Un pont, que diable !
par C’est Nabum
lundi 12 mai 2025
Les légendes ont la vie dure.
En bord de Loire comme le long de nombreuses rivières, les légendes ont la vie dure dès qu'il s'agit de lancer un pont au-dessus de l'eau. Outre les nombreuses difficultés liées au choix de l'emplacement, à la nature du sous-sol, au mode de financement de l'ouvrage ou encore au coût et à la durée des travaux, se pose immanquablement son assurance céleste.
Depuis que le monde a mis en place le génie humain, la construction d'un pont relève tout autant de l'énigme mathématique, que de la prouesse physique, de la nécessité économique et du besoin de communication. C'est alors que le diable pointe régulièrement le bout crochu de son excroissance postérieure lui qui est si souvent attiré par l'aqueux.

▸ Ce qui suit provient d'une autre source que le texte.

#![no_main]

//! Fuzz target for issue store operation sequences.
//!
//! Drives random report / status / comment / upvote calls against the
//! SQLite store and checks that every issue keeps a timeline that starts
//! at Open and ends at its current status, and that notifications never
//! report an Open status.

use arbitrary::Arbitrary;
use libfuzzer_sys::fuzz_target;
use tempfile::tempdir;

use civic::models::{IssueStatus, NewIssue};
use civic::notifications::derive_for;
use civic::store::IssueStore;
use civic::SqliteStore;

#[derive(Arbitrary, Debug)]
enum Op {
    Report { title: String, reporter: u8 },
    SetStatus { issue: u8, status: u8 },
    Comment { issue: u8, text: String },
    Upvote { issue: u8 },
}

const REPORTERS: [&str; 3] = ["Asha", "Bob", "Chitra"];

fuzz_target!(|ops: Vec<Op>| {
    let dir = match tempdir() {
        Ok(d) => d,
        Err(_) => return,
    };
    let mut store = match SqliteStore::open(&dir.path().join("issues.db")) {
        Ok(s) => s,
        Err(_) => return,
    };

    let mut ids: Vec<String> = Vec::new();
    let mut expected_upvotes: Vec<u32> = Vec::new();

    for op in ops.into_iter().take(64) {
        match op {
            Op::Report { title, reporter } => {
                let new = NewIssue {
                    title,
                    category: "Fuzz".to_string(),
                    reporter: REPORTERS[reporter as usize % REPORTERS.len()].to_string(),
                    ..Default::default()
                };
                if let Ok(issue) = store.create(new) {
                    ids.push(issue.id);
                    expected_upvotes.push(0);
                }
            }
            Op::SetStatus { issue, status } => {
                if ids.is_empty() {
                    continue;
                }
                let id = &ids[issue as usize % ids.len()];
                let status = IssueStatus::ALL[status as usize % IssueStatus::ALL.len()];
                let updated = store.update_status(id, status).expect("existing issue");
                assert_eq!(updated.status, status);
            }
            Op::Comment { issue, text } => {
                if ids.is_empty() {
                    continue;
                }
                let id = &ids[issue as usize % ids.len()];
                let before = store.find(id).expect("existing issue").comments.len();
                let result = store.add_comment(id, "fuzzer", &text);
                let after = store.find(id).expect("existing issue").comments.len();
                if text.trim().is_empty() {
                    assert!(result.is_err());
                    assert_eq!(after, before);
                } else {
                    assert!(result.is_ok());
                    assert_eq!(after, before + 1);
                }
            }
            Op::Upvote { issue } => {
                if ids.is_empty() {
                    continue;
                }
                let idx = issue as usize % ids.len();
                expected_upvotes[idx] += 1;
                let count = store.upvote(&ids[idx]).expect("existing issue");
                assert_eq!(count, expected_upvotes[idx]);
            }
        }
    }

    let issues = store.all().expect("list issues");
    for issue in &issues {
        assert!(issue.validate().is_ok(), "invariant broken for {}", issue.id);
    }
    for reporter in REPORTERS {
        let feed = derive_for(&issues, reporter);
        assert!(feed.iter().all(|n| n.status != IssueStatus::Open));
        assert!(feed.windows(2).all(|w| w[0].date >= w[1].date));
    }
});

De par le monde, il n'est pas rare qu'on lui attribue la construction d'un pont, l'espace d'une nuit comme il le fit jadis à Jargeau et à Beaugency ainsi que dans cent soixante-sept autres lieux de notre pays. Il peut aussi prendre son temps, souffler à l'oreille d'un architecte ses conseils éclairés pour laisser durer le suspense et donner à son œuvre une touche moins mystérieuse.

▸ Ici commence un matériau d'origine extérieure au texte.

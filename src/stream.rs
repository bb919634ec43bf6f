use std::pin::Pin;
use std::sync::Arc;
use std::task::{Context, Poll};

use futures_util::stream::BoxStream;
use futures_util::{Stream, StreamExt, stream};
use tokio::sync::{mpsc, oneshot};

use crate::backend::{ModelBackend, TokenHook};
use crate::completion::run_completion;
use crate::config::{CompletionOptions, GenerationConfig};
use crate::types::{CompletionResponse, TokenEvent};
use crate::{EmberError, Result};

/// Live stream of generated text chunks, in strict generation order.
pub type ChunkStream = BoxStream<'static, String>;

/// Deferred handle to the eventual [`CompletionResponse`]. Resolves exactly
/// once, and never before the paired chunk stream has closed.
pub struct ResponseHandle {
    rx: oneshot::Receiver<Result<CompletionResponse>>,
}

impl ResponseHandle {
    pub async fn wait(self) -> Result<CompletionResponse> {
        match self.rx.await {
            Ok(result) => result,
            Err(_) => Err(EmberError::ResultDropped),
        }
    }
}

/// A push-stream of text chunks paired with the deferred final result.
///
/// The stream always reaches a normal end-of-stream, even when the underlying
/// request fails; only the handle carries the error. Dropping the stream early
/// does not cancel the request, which runs to completion in the background.
pub struct CompletionStream {
    pub stream: ChunkStream,
    pub handle: ResponseHandle,
}

impl CompletionStream {
    pub fn into_parts(self) -> (ChunkStream, ResponseHandle) {
        (self.stream, self.handle)
    }
}

pub fn create_completion_stream(
    backend: Arc<dyn ModelBackend>,
    message: impl Into<String>,
    options: &CompletionOptions,
) -> CompletionStream {
    spawn_completion(backend, message.into(), options.merged(), None)
}

/// Like [`create_completion_stream`], also forwarding each token to `hook`
/// and honoring its continue/stop decision.
pub fn create_completion_stream_with_hook(
    backend: Arc<dyn ModelBackend>,
    message: impl Into<String>,
    options: &CompletionOptions,
    hook: TokenHook,
) -> CompletionStream {
    spawn_completion(backend, message.into(), options.merged(), Some(hook))
}

fn spawn_completion(
    backend: Arc<dyn ModelBackend>,
    message: String,
    config: GenerationConfig,
    hook: Option<TokenHook>,
) -> CompletionStream {
    let (chunk_tx, chunk_rx) = mpsc::unbounded_channel::<String>();
    let (result_tx, result_rx) = oneshot::channel();

    tokio::spawn(async move {
        let mut hook = hook;
        let forwarding: TokenHook = Box::new(move |event: &TokenEvent| {
            // Send fails once the consumer is gone; generation continues
            // regardless.
            let _ = chunk_tx.send(event.text.clone());
            match hook.as_mut() {
                Some(hook) => hook(event),
                None => None,
            }
        });

        let result = run_completion(backend.as_ref(), &message, &config, Some(forwarding)).await;
        // The forwarding hook, and with it the chunk sender, is gone by the
        // time run_completion returns. End-of-stream therefore precedes the
        // result settling.
        let _ = result_tx.send(result);
    });

    let stream = stream::unfold(chunk_rx, |mut rx| async move {
        rx.recv().await.map(|chunk| (chunk, rx))
    })
    .boxed();

    CompletionStream {
        stream,
        handle: ResponseHandle { rx: result_rx },
    }
}

/// Pull-based, single-pass adapter over [`CompletionStream`]: a lazy sequence
/// of text chunks, with the settled response available from [`finish`] once
/// the sequence is exhausted.
///
/// Abandoning the generator early leaves the request running to completion in
/// the background.
///
/// [`finish`]: CompletionGenerator::finish
pub struct CompletionGenerator {
    chunks: ChunkStream,
    handle: ResponseHandle,
}

pub fn create_completion_generator(
    backend: Arc<dyn ModelBackend>,
    message: impl Into<String>,
    options: &CompletionOptions,
) -> CompletionGenerator {
    let (chunks, handle) = create_completion_stream(backend, message, options).into_parts();
    CompletionGenerator { chunks, handle }
}

pub fn create_completion_generator_with_hook(
    backend: Arc<dyn ModelBackend>,
    message: impl Into<String>,
    options: &CompletionOptions,
    hook: TokenHook,
) -> CompletionGenerator {
    let (chunks, handle) =
        create_completion_stream_with_hook(backend, message, options, hook).into_parts();
    CompletionGenerator { chunks, handle }
}

impl CompletionGenerator {
    /// Suspend until the next chunk is available, or `None` at end of stream.
    pub async fn next_chunk(&mut self) -> Option<String> {
        self.chunks.next().await
    }

    /// Drain any remaining chunks and return the settled response, or the
    /// propagated failure.
    pub async fn finish(mut self) -> Result<CompletionResponse> {
        while self.chunks.next().await.is_some() {}
        self.handle.wait().await
    }
}

impl Stream for CompletionGenerator {
    type Item = String;

    fn poll_next(self: Pin<&mut Self>, cx: &mut Context<'_>) -> Poll<Option<Self::Item>> {
        self.get_mut().chunks.as_mut().poll_next(cx)
    }
}

#[cfg(test)]
mod tests {
    use std::time::Duration;

    use async_trait::async_trait;

    use super::*;
    use crate::backend::TokenSink;
    use crate::types::TokenEvent;

    struct ChunkedBackend {
        tokens: Vec<String>,
        fail: Option<String>,
    }

    impl ChunkedBackend {
        fn emitting(tokens: &[&str]) -> Arc<Self> {
            Arc::new(Self {
                tokens: tokens.iter().map(|t| t.to_string()).collect(),
                fail: None,
            })
        }

        fn failing(tokens: &[&str], message: &str) -> Arc<Self> {
            Arc::new(Self {
                tokens: tokens.iter().map(|t| t.to_string()).collect(),
                fail: Some(message.to_string()),
            })
        }
    }

    #[async_trait]
    impl ModelBackend for ChunkedBackend {
        fn model_name(&self) -> &str {
            "chunked.gguf"
        }

        async fn generate(
            &self,
            _prompt: &str,
            _config: &GenerationConfig,
            on_token: TokenSink<'_>,
        ) -> Result<String> {
            let mut accumulated = String::new();
            for (index, token) in self.tokens.iter().enumerate() {
                accumulated.push_str(token);
                let event = TokenEvent {
                    id: index as u32,
                    text: token.clone(),
                    accumulated: accumulated.clone(),
                };
                if !on_token(&event) {
                    break;
                }
                tokio::time::sleep(Duration::from_millis(1)).await;
            }
            if let Some(message) = &self.fail {
                return Err(EmberError::Backend(message.clone()));
            }
            Ok(accumulated)
        }

        async fn embed(&self, _text: &str) -> Result<Vec<f32>> {
            Ok(Vec::new())
        }
    }

    #[tokio::test]
    async fn stream_yields_chunks_in_order_then_result() -> Result<()> {
        let backend = ChunkedBackend::emitting(&["a", "b", "c"]);
        let CompletionStream { mut stream, handle } =
            create_completion_stream(backend, "prompt", &CompletionOptions::default());

        let mut chunks = Vec::new();
        while let Some(chunk) = stream.next().await {
            chunks.push(chunk);
        }
        assert_eq!(chunks, vec!["a", "b", "c"]);

        // The stream has closed, so the result is already settled.
        let response = handle.wait().await?;
        assert_eq!(response.message.content, "abc");
        assert_eq!(response.usage.completion_tokens, 3);
        Ok(())
    }

    #[tokio::test]
    async fn failed_request_closes_stream_normally_and_rejects_handle() {
        let backend = ChunkedBackend::failing(&["a", "b"], "backend exploded");
        let CompletionStream { mut stream, handle } =
            create_completion_stream(backend, "prompt", &CompletionOptions::default());

        let mut chunks = Vec::new();
        while let Some(chunk) = stream.next().await {
            chunks.push(chunk);
        }
        // Chunks produced before the failure still arrive; the stream ends
        // without any error event of its own.
        assert_eq!(chunks, vec!["a", "b"]);

        let err = handle.wait().await.expect_err("should reject");
        match err {
            EmberError::Backend(message) => assert_eq!(message, "backend exploded"),
            other => panic!("unexpected error: {other:?}"),
        }
    }

    #[tokio::test]
    async fn stream_hook_can_stop_generation() -> Result<()> {
        let backend = ChunkedBackend::emitting(&["a", "b", "c", "d"]);
        let hook: TokenHook = Box::new(|event| Some(event.text != "b"));
        let CompletionStream { mut stream, handle } =
            create_completion_stream_with_hook(backend, "prompt", &CompletionOptions::default(), hook);

        let mut chunks = Vec::new();
        while let Some(chunk) = stream.next().await {
            chunks.push(chunk);
        }
        assert_eq!(chunks, vec!["a", "b"]);

        let response = handle.wait().await?;
        assert_eq!(response.usage.completion_tokens, 2);
        Ok(())
    }

    #[tokio::test]
    async fn abandoned_stream_does_not_cancel_the_request() -> Result<()> {
        let backend = ChunkedBackend::emitting(&["a", "b", "c"]);
        let CompletionStream { stream, handle } =
            create_completion_stream(backend, "prompt", &CompletionOptions::default());
        drop(stream);

        let response = handle.wait().await?;
        assert_eq!(response.message.content, "abc");
        assert_eq!(response.usage.completion_tokens, 3);
        Ok(())
    }

    #[tokio::test]
    async fn generator_yields_same_chunks_and_trailing_response() -> Result<()> {
        let backend = ChunkedBackend::emitting(&["x", "y", "z"]);
        let mut generator =
            create_completion_generator(backend, "prompt", &CompletionOptions::default());

        let mut chunks = Vec::new();
        while let Some(chunk) = generator.next_chunk().await {
            chunks.push(chunk);
        }
        assert_eq!(chunks, vec!["x", "y", "z"]);

        let response = generator.finish().await?;
        assert_eq!(response.message.content, "xyz");
        Ok(())
    }

    #[tokio::test]
    async fn generator_finish_drains_unconsumed_chunks() -> Result<()> {
        let backend = ChunkedBackend::emitting(&["x", "y", "z"]);
        let generator =
            create_completion_generator(backend, "prompt", &CompletionOptions::default());

        let response = generator.finish().await?;
        assert_eq!(response.message.content, "xyz");
        Ok(())
    }

    #[tokio::test]
    async fn handle_reports_dropped_producer() {
        let (tx, rx) = oneshot::channel::<Result<CompletionResponse>>();
        drop(tx);

        let err = ResponseHandle { rx }.wait().await.expect_err("should error");
        assert!(matches!(err, EmberError::ResultDropped));
    }
}
/// Whether httpmock-backed tests should be skipped because the environment
/// forbids binding a localhost listener.
pub fn should_skip_httpmock() -> bool {
    match std::net::TcpListener::bind(("127.0.0.1", 0)) {
        Ok(_) => false,
        Err(err) if err.kind() == std::io::ErrorKind::PermissionDenied => {
            eprintln!("skipping httpmock test: binding to localhost is not permitted here");
            true
        }
        Err(err) => panic!("failed to bind localhost for httpmock tests: {err}"),
    }
}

Le diable ne se cache pas que dans les détails tant il aime multiplier les fausses pistes pour leurrer les crédules tout comme les plus méfiants. Il fait durer le plaisir jusqu'à l'ultime seconde, celle qui précède le premier franchissement pour un prix à payer qu'il a lui-même fixé, c'est du moins ce qu'il espère.
Dans nombre des récits, le malin espère voir ses efforts payés d'une âme qu'il emporterait dans son domaine. Dans quelques autres traditions, c'est l'architecte lui-même qui se voit imposer par son conseiller diabolique la lourde responsabilité de franchir en premier son ouvrage. À chaque fois, pour tromper honteusement, leurrer celui qui a toujours cru en la bonne foi de l'humanité, les humains retors et fourbes envoient un animal se risquer à ce premier pas.
Inutile de préciser la colère du brave démon quand il se fait ainsi griller la politesse en se retrouvant grugé et cochon comme devant avec un chat en travers du tablier ou un tout autre animal émissaire. Il peut alors tonner ou tempêter, donner un coup de sabot ou du poing ou du pied dans ce qu'il a bâti, il demeure à tout jamais le dindon de la farce.
Il en sera tout autrement pour l'inauguration du pont de Mardié qui a réussi à franchir la Loire malgré des oppositions véhémentes, des réserves sérieuses émises par les géologues et des interrogations sur le bien fondé en cet emplacement d'une telle construction onéreuse aux seuls frais du département sans aucune subvention de l'État. Le premier à le franchir ne sera ni un âne qui s'opposait à son existence, ni un mouton toujours prêt à suivre les décisions venant d'en haut, pas plus qu'un chien venu d'Orléans ni même un chat natif de la ville voisine de Jargeau.
Non, dans sa grande méconnaissance des légendes, le trop pragmatique président du Conseil départemental a souhaité mettre en jeu par un tirage au sort, l'insigne honneur de franchir en premier ce miracle de la technologie locale puisque ceux qui sont à l'origine de ce pont remarquable ne sont autres que les équipes de la célébrissime entreprise Beaudin de Châteauneuf-sur-Loire.
Ce sont donc des innocents qui penseront avoir cru à leur bonne étoile en franchissant dès 8 heures le 12 mai tout en recevant un cadeau souvenir pour célébrer cette première traversée symbolique d’un ouvrage qui marque un tournant pour la mobilité dans le Loiret. C'est les bras chargés qu'ils iront voir si de l'autre côté le diable ou une quelconque chimère n'attend pas sa part de la récompense. Des forces souterraines de notre vaste réseau karstique, la rumeur s'amplifie : cette fois, le diable aura des humains à se mettre sous la fourche ; des gens ordinaires qui ne se transformeront pas au dernier moment en un animal quelconque.
Mais, je me rends compte en tentant de décrire ce moment fatidique que je fais une nouvelle fois fausse route. Qu'importe leur motivation, ces braves aventuriers lors de ce passage épié par tous : élus, journalistes, simples citoyens, exorcistes et « jeteux » de sort, ne seront alors, pour tromper le diable une nouvelle fois, que d’inconscients cobayes. La messe sera dite sans perdre la moindre âme.